Holmes and Moriarty fighting over the Reichenbach Falls. Art by Sidney Paget.

[edit] Arthur Conan Doyle's Sherlock Holmes stories

The town and the falls are known worldwide as the setting for an entirely fictional event: it is the location where Sir Arthur Conan Doyle's hero, Sherlock Holmes, fights to the death with his archnemesis, Professor Moriarty, at the end of The Final Problem. Out of many waterfalls in the Bernese Oberland, the Reichenbach Falls seems to have made the greatest impression on Sir Arthur Conan Doyle, the author of the Sherlock Holmes stories, having been shown them one Swiss holiday by his host and founder of Lunn Poly and the Public Schools Alpine Sports Club (later the Alpine Ski Club), Sir Henry Lunn. His grandson, the skier and SIS spymaster, Peter Lunn recalled “My grandfather said 'Push him over the Reichenbach Falls’ and Conan Doyle hadn’t heard of them, so he showed them to him.”[1] So impressed was Doyle that he decided to let his hero die there. A memorial plate at the funicular station commemorates Holmes and there is a Sherlock Holmes museum in the nearby town of Meiringen.

The actual ledge from which Moriarty and Holmes apparently fell is on the other side of the falls to the funicular; it is accessible by climbing the path to the top of the falls, crossing the bridge and following the trail down the hill. The ledge is marked by a plaque written in English, German and French; the English inscription reads, "At this fearful place, Sherlock Holmes vanquished Professor Moriarty, on 4 May 1891." The pathway on which the duel between Sherlock Holmes and Professor Moriarty occurs ends some hundred yards away from the falls. When Doyle viewed the falls, the path ended very close to the falls, close enough to touch it, yet over the hundred years after his visit, the pathway has become unsafe and slowly eroded away, and due to the nature of waterfalls, the falls have receded further back into the gorge.

[edit] In other media

One of Turner's paintings of the Reichenbach Falls

The Reichenbach Falls are the subject of two early 19th-century paintings by the Romantic landscape painter J. M. W. Turner.

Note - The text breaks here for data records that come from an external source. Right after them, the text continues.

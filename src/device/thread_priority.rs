// Copyright (C) 2026 Michael Wilson <mike@mdwn.dev>
//
// This program is free software: you can redistribute it and/or modify it under
// the terms of the GNU General Public License as published by the Free Software
// Foundation, version 3.
//
// This program is distributed in the hope that it will be useful, but WITHOUT
// ANY WARRANTY; without even the implied warranty of MERCHANTABILITY or FITNESS
// FOR A PARTICULAR PURPOSE. See the GNU General Public License for more details.
//
// You should have received a copy of the GNU General Public License along with
// this program. If not, see <https://www.gnu.org/licenses/>.
//

use thread_priority::{set_current_thread_priority, ThreadPriority, ThreadPriorityValue};
use tracing::info;

/// Default priority for the output callback thread when SOFTMIX_THREAD_PRIORITY is unset.
const DEFAULT_CALLBACK_THREAD_PRIORITY: u8 = 70;

/// Reads SOFTMIX_THREAD_PRIORITY (0-99) once; used when building the callback so we don't touch env in the hot path.
pub fn callback_thread_priority() -> ThreadPriorityValue {
    std::env::var("SOFTMIX_THREAD_PRIORITY")
        .ok()
        .and_then(|v| {
            let n = v.parse::<u8>().ok()?;
            (n < 100).then(|| ThreadPriorityValue::try_from(n).ok())?
        })
        .unwrap_or_else(|| ThreadPriorityValue::try_from(DEFAULT_CALLBACK_THREAD_PRIORITY).unwrap())
}

pub(crate) fn env_flag(name: &str) -> bool {
    std::env::var(name)
        .ok()
        .map(|v| {
            v == "1"
                || v.eq_ignore_ascii_case("true")
                || v.eq_ignore_ascii_case("yes")
                || v.eq_ignore_ascii_case("on")
        })
        .unwrap_or(false)
}

/// Returns whether we should attempt RT (SCHED_FIFO) scheduling for the output callback thread.
/// Default: enabled. Advanced users can opt out with SOFTMIX_DISABLE_RT_AUDIO=1.
pub fn rt_audio_enabled() -> bool {
    !env_flag("SOFTMIX_DISABLE_RT_AUDIO")
}

pub fn configure_audio_thread_priority(
    priority: ThreadPriorityValue,
    rt_audio: bool,
    priority_set: &mut bool,
) {
    if *priority_set {
        return;
    }
    let tp = ThreadPriority::Crossplatform(priority);
    let _ = set_current_thread_priority(tp);

    #[cfg(unix)]
    if rt_audio {
        use thread_priority::unix::{
            set_thread_priority_and_policy, thread_native_id, RealtimeThreadSchedulePolicy,
            ThreadSchedulePolicy,
        };
        let tid = thread_native_id();
        match set_thread_priority_and_policy(
            tid,
            tp,
            ThreadSchedulePolicy::Realtime(RealtimeThreadSchedulePolicy::Fifo),
        ) {
            Ok(()) => {
                info!("Enabled RT SCHED_FIFO for output callback thread");
            }
            Err(e) => {
                tracing::warn!(
                    error = %e,
                    "Failed to set RT SCHED_FIFO for output callback thread"
                );
            }
        }
    }

    *priority_set = true;
}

In the 2002 Detective Conan (Case Closed) animated movie, The Phantom of Baker Street, Ran (Rachel) mentions the Reichenbach Falls when she sacrifices herself to kill Jack the Ripper.

The indie band Ravens & Chimes has named its debut album (released in 2007) after the falls.

Reichenbach Falls was also the title of a 2008 BBC Four TV drama by James Mavor, based on an idea by Ian Rankin and set in Edinburgh. Numerous historical characters associated with the city, including Conan Doyle and his mentor Dr Joseph Bell, are mentioned in the story.

The 2011 movie Sherlock Holmes: A Game of Shadows, an adaptation, in part, of The Final Problem, also hosts the Falls, although in this adaptation, a large castle has been built over them instead of the pathway. Holmes intentionally throws himself and Moriarty over the parapet of a balcony overlooking the cataract, to ensure the criminal's demise.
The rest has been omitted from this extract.